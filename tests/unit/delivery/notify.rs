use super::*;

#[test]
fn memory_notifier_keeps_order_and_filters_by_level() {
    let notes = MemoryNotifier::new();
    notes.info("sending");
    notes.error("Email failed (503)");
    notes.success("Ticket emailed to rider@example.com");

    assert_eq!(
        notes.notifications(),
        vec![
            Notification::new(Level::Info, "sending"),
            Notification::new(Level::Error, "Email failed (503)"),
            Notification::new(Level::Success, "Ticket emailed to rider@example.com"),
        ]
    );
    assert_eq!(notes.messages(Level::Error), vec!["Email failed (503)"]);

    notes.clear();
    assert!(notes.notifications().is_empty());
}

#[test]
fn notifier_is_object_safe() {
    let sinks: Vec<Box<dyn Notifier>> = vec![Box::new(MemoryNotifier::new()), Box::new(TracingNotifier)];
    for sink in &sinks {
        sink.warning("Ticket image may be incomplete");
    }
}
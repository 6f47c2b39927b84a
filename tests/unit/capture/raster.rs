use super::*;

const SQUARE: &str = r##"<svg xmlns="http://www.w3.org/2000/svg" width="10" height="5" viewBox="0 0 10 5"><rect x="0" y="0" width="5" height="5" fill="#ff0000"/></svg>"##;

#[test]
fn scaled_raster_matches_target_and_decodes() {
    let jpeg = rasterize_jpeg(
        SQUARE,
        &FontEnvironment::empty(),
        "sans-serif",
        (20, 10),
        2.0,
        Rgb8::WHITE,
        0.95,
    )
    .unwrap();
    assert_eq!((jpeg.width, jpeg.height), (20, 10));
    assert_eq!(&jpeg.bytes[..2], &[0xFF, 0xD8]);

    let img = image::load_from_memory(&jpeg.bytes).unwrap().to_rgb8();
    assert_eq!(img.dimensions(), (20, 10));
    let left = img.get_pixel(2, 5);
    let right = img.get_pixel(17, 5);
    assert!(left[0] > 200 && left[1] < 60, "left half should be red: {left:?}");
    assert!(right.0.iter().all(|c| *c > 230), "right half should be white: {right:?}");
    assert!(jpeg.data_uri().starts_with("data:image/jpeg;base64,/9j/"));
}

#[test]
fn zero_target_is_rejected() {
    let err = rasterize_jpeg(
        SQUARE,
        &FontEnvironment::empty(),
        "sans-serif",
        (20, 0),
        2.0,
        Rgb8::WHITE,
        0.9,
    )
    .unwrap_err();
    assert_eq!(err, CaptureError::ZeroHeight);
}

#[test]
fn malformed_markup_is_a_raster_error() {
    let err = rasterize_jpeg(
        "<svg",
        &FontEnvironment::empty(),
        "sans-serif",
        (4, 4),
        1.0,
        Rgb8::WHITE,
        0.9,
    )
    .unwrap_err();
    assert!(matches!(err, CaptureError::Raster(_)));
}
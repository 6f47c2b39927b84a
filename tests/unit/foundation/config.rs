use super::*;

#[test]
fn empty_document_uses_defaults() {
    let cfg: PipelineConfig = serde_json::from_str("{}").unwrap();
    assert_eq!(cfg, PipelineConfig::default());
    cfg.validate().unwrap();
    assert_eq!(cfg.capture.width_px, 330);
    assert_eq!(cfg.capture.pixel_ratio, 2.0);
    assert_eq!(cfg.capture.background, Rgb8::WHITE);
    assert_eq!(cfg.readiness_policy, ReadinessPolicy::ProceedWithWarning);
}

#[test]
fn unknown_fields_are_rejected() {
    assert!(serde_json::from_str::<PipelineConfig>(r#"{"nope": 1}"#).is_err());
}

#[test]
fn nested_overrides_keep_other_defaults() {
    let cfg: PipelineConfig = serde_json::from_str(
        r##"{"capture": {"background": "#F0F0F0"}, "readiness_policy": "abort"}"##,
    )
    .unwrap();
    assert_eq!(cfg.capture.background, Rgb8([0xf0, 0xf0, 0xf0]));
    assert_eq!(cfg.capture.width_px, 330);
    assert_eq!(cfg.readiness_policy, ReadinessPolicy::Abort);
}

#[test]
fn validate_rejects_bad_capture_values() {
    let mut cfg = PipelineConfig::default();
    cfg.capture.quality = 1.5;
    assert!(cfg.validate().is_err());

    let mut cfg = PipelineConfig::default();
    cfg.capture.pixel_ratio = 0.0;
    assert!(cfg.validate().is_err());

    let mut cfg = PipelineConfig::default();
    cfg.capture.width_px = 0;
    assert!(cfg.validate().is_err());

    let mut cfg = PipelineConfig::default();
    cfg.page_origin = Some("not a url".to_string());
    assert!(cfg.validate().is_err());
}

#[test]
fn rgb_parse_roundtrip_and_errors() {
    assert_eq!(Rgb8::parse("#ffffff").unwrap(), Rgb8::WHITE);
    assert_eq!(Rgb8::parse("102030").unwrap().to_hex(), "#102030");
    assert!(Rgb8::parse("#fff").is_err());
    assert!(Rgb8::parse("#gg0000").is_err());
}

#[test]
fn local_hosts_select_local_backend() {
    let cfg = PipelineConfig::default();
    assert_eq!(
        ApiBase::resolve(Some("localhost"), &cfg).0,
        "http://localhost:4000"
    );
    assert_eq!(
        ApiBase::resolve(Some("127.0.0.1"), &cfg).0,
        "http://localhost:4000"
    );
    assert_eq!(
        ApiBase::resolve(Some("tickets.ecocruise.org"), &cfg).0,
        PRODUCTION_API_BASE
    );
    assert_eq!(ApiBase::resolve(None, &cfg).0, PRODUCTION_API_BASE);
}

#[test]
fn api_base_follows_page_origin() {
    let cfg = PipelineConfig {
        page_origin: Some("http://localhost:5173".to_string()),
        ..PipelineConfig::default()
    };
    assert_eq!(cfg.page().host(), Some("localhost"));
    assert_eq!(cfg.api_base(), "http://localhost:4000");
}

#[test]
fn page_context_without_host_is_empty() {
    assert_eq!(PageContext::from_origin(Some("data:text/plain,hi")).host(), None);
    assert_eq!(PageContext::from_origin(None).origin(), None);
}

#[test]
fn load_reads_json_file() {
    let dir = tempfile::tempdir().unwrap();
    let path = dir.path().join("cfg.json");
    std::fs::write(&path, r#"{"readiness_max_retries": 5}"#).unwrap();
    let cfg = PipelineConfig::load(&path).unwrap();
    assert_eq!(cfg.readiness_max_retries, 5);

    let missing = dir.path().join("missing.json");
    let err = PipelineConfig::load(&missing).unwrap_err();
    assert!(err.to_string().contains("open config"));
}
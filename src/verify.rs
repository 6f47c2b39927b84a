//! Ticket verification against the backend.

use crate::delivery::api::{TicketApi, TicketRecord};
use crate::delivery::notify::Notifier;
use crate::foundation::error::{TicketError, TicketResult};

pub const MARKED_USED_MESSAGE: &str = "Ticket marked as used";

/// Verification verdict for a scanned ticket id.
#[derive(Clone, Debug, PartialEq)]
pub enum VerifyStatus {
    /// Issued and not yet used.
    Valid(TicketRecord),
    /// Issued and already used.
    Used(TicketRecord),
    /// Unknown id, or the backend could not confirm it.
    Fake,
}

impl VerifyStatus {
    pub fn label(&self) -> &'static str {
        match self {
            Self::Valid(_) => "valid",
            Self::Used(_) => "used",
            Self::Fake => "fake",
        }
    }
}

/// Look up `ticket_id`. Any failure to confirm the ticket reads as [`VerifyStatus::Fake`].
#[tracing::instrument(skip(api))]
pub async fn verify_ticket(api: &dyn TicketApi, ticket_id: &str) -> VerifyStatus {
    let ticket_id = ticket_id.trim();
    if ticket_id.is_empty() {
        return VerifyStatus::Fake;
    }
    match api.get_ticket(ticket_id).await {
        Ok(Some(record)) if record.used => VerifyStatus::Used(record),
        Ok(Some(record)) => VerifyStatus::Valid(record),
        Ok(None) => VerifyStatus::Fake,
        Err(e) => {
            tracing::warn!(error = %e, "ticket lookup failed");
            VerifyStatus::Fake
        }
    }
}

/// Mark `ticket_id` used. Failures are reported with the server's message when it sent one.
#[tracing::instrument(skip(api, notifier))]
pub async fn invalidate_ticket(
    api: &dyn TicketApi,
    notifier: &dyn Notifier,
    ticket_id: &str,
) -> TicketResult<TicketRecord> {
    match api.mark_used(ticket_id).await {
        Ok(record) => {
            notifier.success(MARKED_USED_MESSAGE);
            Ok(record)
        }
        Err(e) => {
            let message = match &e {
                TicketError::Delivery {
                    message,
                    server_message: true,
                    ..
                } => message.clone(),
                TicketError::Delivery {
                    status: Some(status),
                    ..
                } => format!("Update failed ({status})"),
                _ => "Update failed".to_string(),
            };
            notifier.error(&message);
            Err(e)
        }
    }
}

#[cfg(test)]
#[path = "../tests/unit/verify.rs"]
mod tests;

------------------------

Start at the first line of the material. Reproduce every line exactly, ending with the line that holds "assert_eq!((jpeg.width, jpeg.height), (20, 10));".

filename tests/unit/delivery/notify.rs
use super::*;

#[test]
fn memory_notifier_keeps_order_and_filters_by_level() {
    let notes = MemoryNotifier::new();
    notes.info("sending");
    notes.error("Email failed (503)");
    notes.success("Ticket emailed to rider@example.com");

    assert_eq!(
        notes.notifications(),
        vec![
            Notification::new(Level::Info, "sending"),
            Notification::new(Level::Error, "Email failed (503)"),
            Notification::new(Level::Success, "Ticket emailed to rider@example.com"),
        ]
    );
    assert_eq!(notes.messages(Level::Error), vec!["Email failed (503)"]);

    notes.clear();
    assert!(notes.notifications().is_empty());
}

#[test]
fn notifier_is_object_safe() {
    let sinks: Vec<Box<dyn Notifier>> = vec![Box::new(MemoryNotifier::new()), Box::new(TracingNotifier)];
    for sink in &sinks {
        sink.warning("Ticket image may be incomplete");
    }
}
repository 6f47c2b39927b84a
filename tests/unit/capture/raster.rs
use super::*;

const SQUARE: &str = r##"<svg xmlns="http://www.w3.org/2000/svg" width="10" height="5" viewBox="0 0 10 5"><rect x="0" y="0" width="5" height="5" fill="#ff0000"/></svg>"##;

#[test]
fn scaled_raster_matches_target_and_decodes() {
    let jpeg = rasterize_jpeg(
        SQUARE,
        &FontEnvironment::empty(),
        "sans-serif",
        (20, 10),
        2.0,
        Rgb8::WHITE,
        0.95,
    )
    .unwrap();
    assert_eq!((jpeg.width, jpeg.height), (20, 10));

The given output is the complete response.